On a four-kilometre road in the city of Wuxi in Jiangsu province, a self-driving bus travels back and forth, making stops, swerving past obstacles, accelerating and decelerating, based on information it constantly receives from its surroundings.
Embedded in the road, traffic lights, street signs and other infrastructure are sensors, cameras and radars that talk with the vehicle.
The site, used by the telecom equipment giant Huawei Technologies and its partners, is part of China’s first national project for intelligent and connected vehicles. The country wants to make traffic smoother and safer, while ensuring local champions like Huawei benefit from the enormous opportunity of supplying the infrastructure.
“Autonomous driving is an irresistible trend, but any isolated vehicle alone can’t nail it,” said Jiang Wangcheng, a president at Huawei’s information and communications technology business. “The only solution is to get more information from the roads.”
Codenamed X-Bus, the vehicle is linked to a transport-control network that sees and decides everything that happens on the test road. The communication is two-way: the bus constantly sends information to the network and can make requests such as favourable traffic lights to help it stay on schedule.
Though the bus is largely autonomous, a “human safety” driver sits behind the wheel and is ready to take control if needed.

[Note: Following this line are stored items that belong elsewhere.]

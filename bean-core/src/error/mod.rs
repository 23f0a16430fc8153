//! Error types for bean.
//!
//! Each concern owns one `thiserror` enum. Missing market data is never an
//! error in this crate: lookups return empty books, `NaN` prices or `None`.
//!
//! # Error Types
//!
//! - [`PairError`] - Unknown pair metadata, bad coin or pair strings, non-finite prices
//! - [`ContractError`] - Contract name parsing failures
//! - [`ConfigError`] - Configuration loading and validation
//! - [`DataError`] - Historical data loading failures
//! - [`ExchangeError`] - Order placement failures

mod config;
mod contract;
mod data;
mod exchange;
mod pair;

pub use config::ConfigError;
pub use contract::ContractError;
pub use data::DataError;
pub use exchange::ExchangeError;
pub use pair::PairError;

Shenzhen-based Huawei, with its main network business facing global pressure after the US designated it a threat to national security, is targeting new growth areas such as transport. Instead of making a smart car of its own
— billionaire founder Ren Zhengfei and other top executives have said that isn’t the intention — Huawei wants to provide the communications equipment and software required for an intelligent-vehicle revolution.
While wide-scale use of such systems is still years away, technology companies around the globe are making progress. Zoox, backed by Amazon. com, won approval in September to test autonomous cars on public roads without a safety driver.

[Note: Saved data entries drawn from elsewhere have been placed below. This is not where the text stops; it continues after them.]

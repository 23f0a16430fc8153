//! Configuration-related error types.

use thiserror::Error;

/// Errors raised while loading or validating a configuration file.
///
/// ```
/// use bean_core::error::ConfigError;
///
/// let error = ConfigError::invalid_value("tick_secs", "must be positive");
/// assert!(error.to_string().contains("tick_secs"));
/// ```
#[derive(Error, Debug, Clone, PartialEq, Eq)]
pub enum ConfigError {
    /// A field parsed but holds an unusable value.
    #[error("[Config] Invalid value for '{field}': {reason}")]
    InvalidValue {
        /// Dotted field path, e.g. `strategy.spread`.
        field: String,
        /// What is wrong with it.
        reason: String,
    },

    /// The file could not be read.
    #[error("[Config] Cannot read '{path}': {reason}")]
    Read {
        /// File path.
        path: String,
        /// Underlying I/O error.
        reason: String,
    },

    /// The file extension names no supported format.
    #[error("[Config] Unsupported config file '{path}', expected .yaml, .yml, .toml or .json")]
    UnsupportedExtension {
        /// File path.
        path: String,
    },

    /// The content does not parse as, or render to, the chosen format.
    #[error("[Config] Malformed {format} in '{origin}': {reason}")]
    Malformed {
        /// Format name (`yaml`, `toml`, `json`).
        format: &'static str,
        /// File path, or a placeholder for in-memory content.
        origin: String,
        /// Parser message.
        reason: String,
    },
}

impl ConfigError {
    /// Creates an invalid value error.
    #[must_use]
    pub fn invalid_value(field: impl Into<String>, reason: impl Into<String>) -> Self {
        Self::InvalidValue {
            field: field.into(),
            reason: reason.into(),
        }
    }
}

#[cfg(test)]
mod tests {
    use super::*;

    #[test]
    fn test_invalid_value_display() {
        let error = ConfigError::invalid_value("pairs", "at least one pair is required");
        let msg = error.to_string();
        assert!(msg.contains("pairs"));
        assert!(msg.contains("at least one pair"));
    }

    #[test]
    fn test_malformed_display() {
        let error = ConfigError::Malformed {
            format: "yaml",
            origin: "backtest.yaml".to_string(),
            reason: "unexpected end of stream".to_string(),
        };
        assert_eq!(
            error.to_string(),
            "[Config] Malformed yaml in 'backtest.yaml': unexpected end of stream"
        );
    }
}
//! Configuration.
//!
//! # Types
//!
//! - [`ConfigLoader`] - YAML / TOML / JSON loader
//! - [`BacktestConfig`] - One backtest run

mod backtest;
mod loader;

pub use backtest::{BacktestConfig, StrategyConfig};
pub use loader::{ConfigFormat, ConfigLoader};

News that Apple was considering putting a self-driving car on the road by 2024 sent its shares near record highs last month. Self-driving cars developed by the Google parent Alphabet have been roaming on American roads for years.
In China, autonomous cars from the search-engine giant Baidu can be seen driving on the roads of Beijing suburbs. Chip startups such as Horizon Robotics and Shanghai Westwell Lab
Information Technology Co are testing auto-driving technologies with the help of AI processors and algorithms.
China, the world’s biggest car market, wants smart vehicles with at least some automation to account for more than 50% of new auto sales by 2025, according to a national technology road map laid out in November. The plan also emphasised the need for infrastructure that allows vehicles to link to the internet and each other.
Increased safety is a focus — currently one person is killed in a traffic accident in China every eight minutes. Huawei’s aim is for its technology to provide more accurate, real-time information to vehicles, drivers, pedestrians and other road users about traffic, weather conditions and potential hazards.
“Roads are supposed to serve the vehicles that run on them,” Huawei’s Jiang said. “They need to provide more information to offer better support.”
“Roads are supposed to serve the vehicles that run on them. They need to provide more information to offer better support”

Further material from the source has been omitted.